Gut, all dies scheint mehr auf psychosoziale Komponenten hinzuweisen. Und, wie Jolanda und Du bereits sagtet, dass es wohl eine Mischung aus verschiedenen Ursachen sein wird.

Trotzdem unbefriedigend. Ich weiß net warum, ich weiß net was ich hören wollte.

Vermutlich ist mir einfach das warum so wichtig, weil ich mir erhoffte dadurch zu Erklärungen zu kommen, die mich befriedigen, bestätigen in was auch immer. Die dafür sorgen, dass es mir besser geht vielleicht

Lieben Gruß
Barbara
jolanda
Beiträge: 1147
Registriert: 16. Okt 2003, 10:29

Re: Ursachenforschung - erblich bedingt oder traumatisiert?

Beitrag von jolanda »

Hallo!

Es ist glaube ich ganz natürlich, das WARUM kennen zu wollen. Es kann auch helfen, denke ich, aber es ist nun mal nicht so einfach, DIE Ursache zu finden. Weil das passiert ist, bin ich so, oder weil ich genetisch vorbelastet bin, bin ich nun depressiv.

Liebe Xenia, du sprichst mir aus der Seele.
"Anmerkung: für mich gibt es kein objektives Schlimm, schlimm ist für den Betroffenen das, was er als schlimm empfindet" Ich gehöre wahrscheinlich zu den 24% Borderlinern, die kein schlimmes Trauma erlitten haben (zumindest eben objektiv nicht, es gibt schon einiges, was für mich schlimm war). Das macht es für mich aber nicht einfacher, denn ich kann umso schwerer verstehen, warum es so ist.

Liebe Barbara, ja ich denke schon, dass das wissen um die Zusammenhänge irgendwann hoffentlich auch die Empfindungen verändern kann. Ich bin da auch noch ganz am Anfang meiner Therapie und "entdecke" mich da auch erst selber.
Auch läuft die Therpie bei mir in zwei Ebenen ab. Einmal ganz verhaltenstherapeutisch, mit der DBT, was gut hilft, einfach besser zurecht zu kommen und dann eben noch ne Gesprächstherapie, die mir hilft, besser zu verstehen, was in mir abläuft.

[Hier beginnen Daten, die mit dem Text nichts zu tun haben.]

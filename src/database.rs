use std::path::{Path, PathBuf};
use std::time::Duration;

use log::{debug, info};
use rusqlite::{Connection, OptionalExtension, Transaction, TransactionBehavior};

use crate::error::MediaMergeError;

const BUSY_TIMEOUT: Duration = Duration::from_secs(5);

/// Storage session handed to every component that touches the database.
///
/// Opened once at startup by the CLI and closed at shutdown. There is no global
/// connection: anything that needs the database takes a `&Database` (reads) or
/// `&mut Database` (transactions) in its constructor.
pub struct Database {
    conn: Connection,
    path: PathBuf,
}

impl Database {
    pub fn open(path: &Path) -> Result<Self, MediaMergeError> {
        let conn = Connection::open(path)?;
        conn.busy_timeout(BUSY_TIMEOUT)?;
        info!("Database opened at: {}", path.display());

        Ok(Database {
            conn,
            path: path.to_owned(),
        })
    }

    pub fn close(self) -> Result<(), MediaMergeError> {
        let path = self.path;
        self.conn.close().map_err(|(_, e)| MediaMergeError::DatabaseError(e))?;
        debug!("Database closed: {}", path.display());
        Ok(())
    }

    pub fn conn(&self) -> &Connection {
        &self.conn
    }

    pub fn path(&self) -> &Path {
        &self.path
    }

    /// Begin a write transaction that takes the database write lock up front, so a
    /// concurrent invocation waits instead of interleaving with this one.
    pub fn immediate_transaction(&mut self) -> Result<Transaction<'_>, MediaMergeError> {
        self.conn
            .transaction_with_behavior(TransactionBehavior::Immediate)
            .map_err(MediaMergeError::transaction("begin"))
    }

    pub fn table_exists(conn: &Connection, table: &str) -> Result<bool, rusqlite::Error> {
        Self::schema_object_exists(conn, "table", table)
    }

    pub fn index_exists(conn: &Connection, index: &str) -> Result<bool, rusqlite::Error> {
        Self::schema_object_exists(conn, "index", index)
    }

    fn schema_object_exists(
        conn: &Connection,
        object_type: &str,
        name: &str,
    ) -> Result<bool, rusqlite::Error> {
        let found: Option<i64> = conn
            .query_row(
                "SELECT 1 FROM sqlite_master WHERE type = ? AND name = ?",
                [object_type, name],
                |row| row.get(0),
            )
            .optional()?;
        Ok(found.is_some())
    }

    /// Row count of `table`. The name must be one of the crate's own table constants.
    pub fn count_rows(conn: &Connection, table: &str) -> Result<i64, rusqlite::Error> {
        conn.query_row(&format!("SELECT COUNT(*) FROM {}", table), [], |row| {
            row.get(0)
        })
    }
}

#[cfg(test)]
mod tests {
    use super::*;
    use tempfile::TempDir;

    #[test]
    fn test_open_close_and_schema_probes() {
        let dir = TempDir::new().unwrap();
        let db_path = dir.path().join("app.db");
        let db = Database::open(&db_path).unwrap();
        assert_eq!(db.path(), db_path.as_path());

        db.conn()
            .execute_batch("CREATE TABLE t (id INTEGER); CREATE INDEX idx_t ON t (id);")
            .unwrap();
        assert!(Database::table_exists(db.conn(), "t").unwrap());
        assert!(!Database::table_exists(db.conn(), "missing").unwrap());
        assert!(Database::index_exists(db.conn(), "idx_t").unwrap());
        assert_eq!(Database::count_rows(db.conn(), "t").unwrap(), 0);

        db.close().unwrap();
        assert!(db_path.exists());
    }

    #[test]
    fn test_immediate_transaction_rolls_back_on_drop() {
        let dir = TempDir::new().unwrap();
        let mut db = Database::open(&dir.path().join("app.db")).unwrap();
        db.conn().execute_batch("CREATE TABLE t (id INTEGER)").unwrap();

        {
            let tx = db.immediate_transaction().unwrap();
            tx.execute("INSERT INTO t (id) VALUES (1)", []).unwrap();
        }

        assert_eq!(Database::count_rows(db.conn(), "t").unwrap(), 0);
    }
}
use std::path::Path;

use flexi_logger::{
    detailed_format, Cleanup, Criterion, Duplicate, FileSpec, Logger, LoggerHandle, Naming,
};

use crate::config::LoggingConfig;
use crate::error::MediaMergeError;

const LOG_BASENAME: &str = "mediamerge";
const ROTATE_BYTES: u64 = 10 * 1024 * 1024;
const KEEP_LOG_FILES: usize = 7;

/// Start the file logger. The returned handle must be held for the life of the
/// process or buffered lines are lost.
pub fn init(logging: &LoggingConfig, log_dir: &Path) -> Result<LoggerHandle, MediaMergeError> {
    Logger::try_with_env_or_str(logging.log_spec())
        .and_then(|logger| {
            logger
                .log_to_file(
                    FileSpec::default()
                        .directory(log_dir)
                        .basename(LOG_BASENAME),
                )
                .format_for_files(detailed_format)
                .duplicate_to_stderr(Duplicate::Warn)
                .rotate(
                    Criterion::Size(ROTATE_BYTES),
                    Naming::Timestamps,
                    Cleanup::KeepLogFiles(KEEP_LOG_FILES),
                )
                .start()
        })
        .map_err(|e| MediaMergeError::Configuration(format!("Failed to start logger: {}", e)))
}
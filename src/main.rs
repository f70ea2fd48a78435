mod audit;
mod backup;
mod cli;
mod config;
mod database;
mod error;
mod files;
mod ledger;
mod logging;
mod media;
mod migrator;
mod schema;
mod utils;

#[cfg(test)]
mod test_support;

use cli::Cli;
use log::error;

fn main() {
    // Log level comes from config.toml ([logging] mediamerge = ...) or RUST_LOG
    if let Err(err) = Cli::handle_command_line() {
        error!("{:?}", err);
        eprintln!("{}", err);
        std::process::exit(1);
    }
}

Es ist ja auch so, dass vergleichbare Erlebnisse bei unterschiedlichen Leuten zu unterschiedlichen pychischen Problemen führen. Das spricht doch auch für das Zusammenwirken von Disposition und äußeren Einflüssen.

Liebe Grüße, Jolanda


------------------------------------------------------------------------

Feedom's just another word for nothing left to lose (Janis Joplin)
Barbra
Beiträge: 320
Registriert: 7. Aug 2004, 08:16
Kontaktdaten:

Re: Ursachenforschung - erblich bedingt oder traumatisiert?

Beitrag von Barbra »

Moin Ihr Lieben,

ja, der Thread gehört doch mal wieder hochgeholt, abgeschlossen ist er m.E. noch net. Gell, Xenia Süße? Meine Schreibfähigkeit hat sich glücklicherweise auch wieder verbessert.

Auffällig beim nochmaligen Lesen des ganzen Threads fand ich, dass wir alle von den verschiedensten PS'en betroffen sind. Irgendwelche Konklusionen? Oder einfach Zufall?

Ein guter Bekannter von mir ist das perfekte Beispiel, bzw. seine Familie. Zwei seiner Brüder haben SM begangen, sie waren beide hochgradig depressiv, aber wohl nie in Behandlung deswegen. Er selbst litt unter einer NPS, brauchte 10 (!) Jahre Therapie, ist nun aber "geheilt". Er will und hat seit Jahrzehnten keinen Kontakt mehr mit seinen Eltern, die übrigens in FR leben, muss ich doch grad mal erwähnen Sein Onkel ist allerschwerst depressiv, kann sich nur mit den stärksten Hämmern irgendwie über Wasser halten. Ein anderer Onkel hat auch SM begangen.

Hier kann ich wirklich nur auf genetische Vorbelastung schließen, oder sehe ich das falsch?

Mein Fazit: es scheint beides zu geben, einmal das rein Genetische, andererseits eine Mischung aus verschiedenen Ursachen.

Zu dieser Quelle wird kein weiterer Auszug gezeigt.